Key Responsibilities:
Co-own and execute the early development strategy for the immunology portfolio with the Head of TMed Immunology
Provide comprehensive strategic planning and operational oversight for immunology clinical programs and trials to ensure efficient, timely execution against milestones
Ensure appropriate resources, competencies, and partnerships are in place to meet objectives
Serve as the deep subject matter expert for early immunology clinical operations
Critically review strategy and clinical program documents (development plans, investigator’s brochures, protocols, etc.), providing scientific and operational insight to ensure best path forward
Partner with Business Development and Licensing to evaluate internal and external opportunities that align with portfolio strategy
Actively participate in annual and quarterly planning cycles: identify risks, develop and execute mitigation plans, and track performance metrics and outcomes
Ensure immunology data integrity across organization (Book of Business, CTMS, etc.)
Build and sustain strong cross-functional relationships (country operations, clinical supplies, data management, regulatory, etc.) across departments, divisions, and geographies
Foster the people pipeline: Attract, coach, mentor, and retain talent; provide performance management support; act as ‘player-coach’ to enrich group skillsets.
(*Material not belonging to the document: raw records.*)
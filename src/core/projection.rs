use serde::{Deserialize, Serialize};
use std::collections::BTreeMap;
use std::hash::{Hash, Hasher};

use crate::core::types::Authority;
use crate::utils::float::{f64_eq, hash_f64};

/// A named, parameterized map-projection descriptor.
///
/// `name` is the coordinate-operation method name with spaces replaced by
/// underscores; parameter keys are lower-cased with spaces replaced by
/// underscores. The authority identifies the operation *method*, not the
/// operation itself.
#[derive(Debug, Clone, Serialize, Deserialize)]
pub struct Projection {
    pub name: String,
    pub authority: Authority,
    pub parameters: BTreeMap<String, f64>,
}

impl Projection {
    pub fn new(name: impl Into<String>, authority: Authority) -> Self {
        Self {
            name: name.into(),
            authority,
            parameters: BTreeMap::new(),
        }
    }

    #[must_use]
    pub fn with_parameter(mut self, name: impl Into<String>, value: f64) -> Self {
        self.parameters.insert(name.into(), value);
        self
    }

    /// Look up a parameter by its normalized name
    #[must_use]
    pub fn parameter(&self, name: &str) -> Option<f64> {
        self.parameters.get(name).copied()
    }
}

impl PartialEq for Projection {
    fn eq(&self, other: &Self) -> bool {
        self.name == other.name
            && self.authority == other.authority
            && self.parameters.len() == other.parameters.len()
            && self
                .parameters
                .iter()
                .zip(other.parameters.iter())
                .all(|((ka, va), (kb, vb))| ka == kb && f64_eq(*va, *vb))
    }
}

impl Eq for Projection {}

impl Hash for Projection {
    fn hash<H: Hasher>(&self, state: &mut H) {
        self.name.hash(state);
        self.authority.hash(state);
        // BTreeMap iteration is key-ordered, so this is deterministic
        for (key, value) in &self.parameters {
            key.hash(state);
            hash_f64(*value, state);
        }
    }
}

#[cfg(test)]
mod tests {
    use super::*;

    fn transverse_mercator() -> Projection {
        Projection::new("Transverse_Mercator", Authority::epsg(9807))
            .with_parameter("latitude_of_natural_origin", 49.0)
            .with_parameter("longitude_of_natural_origin", -2.0)
            .with_parameter("scale_factor_at_natural_origin", 0.999_601_271_7)
            .with_parameter("false_easting", 400_000.0)
            .with_parameter("false_northing", -100_000.0)
    }

    #[test]
    fn test_parameter_lookup() {
        let projection = transverse_mercator();
        assert_eq!(projection.parameter("false_easting"), Some(400_000.0));
        assert_eq!(projection.parameter("no_such_parameter"), None);
    }

    #[test]
    fn test_equality_over_parameters() {
        assert_eq!(transverse_mercator(), transverse_mercator());

        let shifted = transverse_mercator().with_parameter("false_easting", 0.0);
        assert_ne!(transverse_mercator(), shifted);
    }

    #[test]
    fn test_nan_parameter_compares_equal() {
        let a = Projection::new("Mercator_1SP", Authority::epsg(9804))
            .with_parameter("scale_factor_at_natural_origin", f64::NAN);
        let b = Projection::new("Mercator_1SP", Authority::epsg(9804))
            .with_parameter("scale_factor_at_natural_origin", f64::NAN);
        assert_eq!(a, b);
    }
}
Potential for people management.
Represent TMed on enterprise strategic initiatives and lead continuous-improvement efforts that increase program efficiency and scientific impact
Serve as a member of the TMed U.S. Clinical Operations leadership team and contribute to shaping department strategy
Education Requirement
Degree in Life Sciences with one of the following experience combinations:
Bachelor’s degree + ≥12 years related experience, OR
Master’s degree + ≥10 years related experience, OR
Ph.D. or doctorate +≥8 years related experience
Related Experience Includes: pharmaceutical industry roles in clinical drug development, clinical trial management, clinical site monitoring/training, medical/regulatory writing, or translational science
Required Experience and Skills
Proven track record building and leading high-performing cross-functional teams in a matrixed environment
Deep knowledge of early clinical development (Phase 1 and early proof-of-concept)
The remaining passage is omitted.